The GOP and YouTube: An Inflection Point in American Politics


by eriposte

You may have heard that some of the top contenders of the Republican Presidential nomination declined to participate in a CNN-hosted YouTube-based election debate. At face value, the reasons given by some of the campaigns were as transparently phony as the candidates themselves, but it is interesting that CNN seems to be calling their bluff. I wanted to comment on this incident because I believe it is a reflection of a historical inflection point in American politics.

To understand why, we need to go back to the era of Barry Goldwater and Lyndon Johnson. Let's begin with these passages from David Brock in his seminal book The Republican Noise Machine (pages 29-30, bold text is my emphasis):

GOP efforts to stoke and harness this antagonism toward the media for political ends began in the 1964 presidential campaign of Arizona Senator Barry Goldwater, the first movement conservative to be nominated to the presidency and the first Republican to employ the so-called Southern Strategy of appealing to segregationists to win votes that Nixon, on the advice of Buchanan, would later use with much more success.
[...]
In the 1964 presidential race, Goldwater's glitter [in the media] wore off. As writer Rick Perlstein details in his Goldwater biography, Before the Storm: Barry Goldwater and the Unmaking of the American Consensus, that campaign opened up a political and cultural divide between the Democratic Party and much of the Republican Party on the one side, and on the other Goldwater and his reactionary supporters. The small band of Goldwater militants, who for years had felt alienated, unrepresented, and excluded from the political system, gamed the Republican presidential nominating contest for Goldwater by superior organization.
[...]
The people around Goldwater were more radical than their standard-bearer. They were both antiestablishment, and anticonservative. Historian Richard Hofstadter called them "pseudo-conservatives", a term borrowed from Theodore W. Adorno's The Authoritarian Personality. Rigid moral absolutists who expressed themselves in an apocalyptic style, "they have little in common with the temperate and compromising spirit of true conservatism in the classical sense of the term," Hofstadter observed [30].
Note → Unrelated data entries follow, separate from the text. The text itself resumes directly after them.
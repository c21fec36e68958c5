//! report.rs — Console summary of one analysis run.

use crate::analysis::AnalysisSummary;
use crate::core::powerlaw::PowerLawFit;
use std::fmt::Write;

const BAR: &str =
    "======================================================================";
const RULE: &str =
    "----------------------------------------------------------------------";

fn significance_label(p: f64, alpha: f64) -> &'static str {
    if p < alpha / 50.0 {
        "extremely significant"
    } else if p < alpha / 5.0 {
        "highly significant"
    } else if p < alpha {
        "significant"
    } else if p < 2.0 * alpha {
        "marginal"
    } else {
        "not significant"
    }
}

fn fit_line(out: &mut String, label: &str, fit: &PowerLawFit) {
    let _ = writeln!(
        out,
        "  {label:<22} slope = {:+.3} \u{00b1} {:.3}   R\u{00b2} = {:.3}   N = {}",
        fit.slope, fit.std_err, fit.r_squared, fit.n
    );
}

/// Render the full sectioned report.
pub fn render(summary: &AnalysisSummary) -> String {
    let mut out = String::new();
    let alpha = summary.alpha;

    let _ = writeln!(out, "{BAR}");
    let _ = writeln!(out, "OVERMASSIVE BCG BLACK HOLE ANALYSIS");
    let _ = writeln!(out, "{BAR}");
    let _ = writeln!(
        out,
        "Samples: {} BCGs, {} field galaxies ({} total)",
        summary.bcg.n,
        summary.field.n,
        summary.bcg.n + summary.field.n
    );

    let _ = writeln!(out, "\n{RULE}");
    let _ = writeln!(out, "BCG vs FIELD MASS FRACTIONS");
    let _ = writeln!(out, "{RULE}");
    let _ = writeln!(
        out,
        "  Field mean M_BH/M_* = {:.6} ({:.3}%)   median = {:.3}%",
        summary.field.mean_fraction,
        summary.field.mean_fraction * 100.0,
        summary.field.median_fraction * 100.0
    );
    let _ = writeln!(
        out,
        "  BCG   mean M_BH/M_* = {:.6} ({:.3}%)   median = {:.3}%",
        summary.bcg.mean_fraction,
        summary.bcg.mean_fraction * 100.0,
        summary.bcg.median_fraction * 100.0
    );
    let _ = writeln!(
        out,
        "  Enhancement factor  = {:.2}x",
        summary.enhancement_factor
    );
    let _ = writeln!(
        out,
        "  Welch t-test: t = {:.3}, df = {:.1}, p = {:.4} ({})",
        summary.welch.t_statistic,
        summary.welch.df,
        summary.welch.p_value,
        significance_label(summary.welch.p_value, alpha)
    );

    let _ = writeln!(out, "\n{RULE}");
    let _ = writeln!(out, "CORRELATION: OVERMASSIVENESS vs CLUSTER MASS");
    let _ = writeln!(out, "{RULE}");
    let sp = &summary.spearman_full;
    let _ = writeln!(
        out,
        "  Spearman rho = {:.3}, p = {:.4} ({}), N = {}{}",
        sp.rho,
        sp.p_value,
        significance_label(sp.p_value, alpha),
        sp.n,
        if sp.approximate {
            "  [t-approximation, N < 10]"
        } else {
            ""
        }
    );

    if let Some(ex) = &summary.headline_exclusion {
        let _ = writeln!(
            out,
            "  Without {}: rho = {:.3}, p = {:.4} (delta rho = {:+.3})",
            ex.name, ex.spearman.rho, ex.spearman.p_value, ex.delta_rho
        );
    }
    let mi = &summary.most_influential;
    let _ = writeln!(
        out,
        "  Most influential point: {} (removing it shifts rho by {:+.3})",
        mi.name, mi.delta_rho
    );

    let _ = writeln!(out, "\n{RULE}");
    let _ = writeln!(out, "PER-BCG OVERMASS FACTORS (vs field baseline {:.5})", summary.field_baseline);
    let _ = writeln!(out, "{RULE}");
    let _ = writeln!(
        out,
        "  {:<12} {:>10} {:>12} {:>10}",
        "Galaxy", "M_BH/M_*", "M_cluster", "Factor"
    );
    for d in summary.bcg_records() {
        let _ = writeln!(
            out,
            "  {:<12} {:>9.2}% {:>12.2e} {:>9.1}x",
            d.record.name,
            d.mass_fraction * 100.0,
            d.record.m_host,
            d.overmass_factor
        );
    }

    let _ = writeln!(out, "\n{RULE}");
    let _ = writeln!(out, "POWER LAW: M_BH/M_* vs M_cluster (BCGs)");
    let _ = writeln!(out, "{RULE}");
    fit_line(&mut out, "full sample", &summary.fraction_fit);
    if let Some(ex) = &summary.headline_exclusion {
        fit_line(&mut out, &format!("without {}", ex.name), &ex.fraction_fit);
    }

    let _ = writeln!(out, "\n{RULE}");
    let _ = writeln!(out, "UNIFIED RELATION: M_BH vs M_host (BCG + field)");
    let _ = writeln!(out, "{RULE}");
    fit_line(&mut out, "combined", &summary.unified.combined);
    fit_line(&mut out, "BCGs only", &summary.unified.bcg_only);
    fit_line(&mut out, "field only", &summary.unified.field_only);
    let deficit = summary.unified.r_squared_deficit();
    let _ = writeln!(
        out,
        "  Merged-fit R\u{00b2} deficit vs per-group fits: {deficit:+.3}{}",
        if deficit > -0.1 {
            "  (consistent with one underlying relation)"
        } else {
            "  (populations diverge)"
        }
    );

    let _ = writeln!(out, "{BAR}");
    out
}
Barbara O'Brien quoted Hofstadter:

The pseudo conservative is a man who, in the name of upholding traditional American values and institutions and defending them against more or less fictitious dangers, consciously or unconsciously aims at their abolition.

That sure sounds familiar, doesn't it? Back to Brock (pages 30-33):

Once he was on the national stage, Goldwater's belligerently militaristic stance toward the Soviet Union; his loose talk about using atomic bombs and invading Cuba; his disdain for the United Nations; his opposition to the 1964 Civil Rights Act; his advocacy of making Social Security voluntary; and his assault on the authority of the Supreme Court ("not necessarily" the law of the land) placed him well to the right of political opinion in both parties. Roundly condemned by his fellow Republicans for advocating "absurd" and "dangerous" national security policies and for exploiting "racist sentiments" in the South to win power, he gained endorsements from members of the John Birch Society, the National Gun Alliance, and the Ku Klux Klan. [...]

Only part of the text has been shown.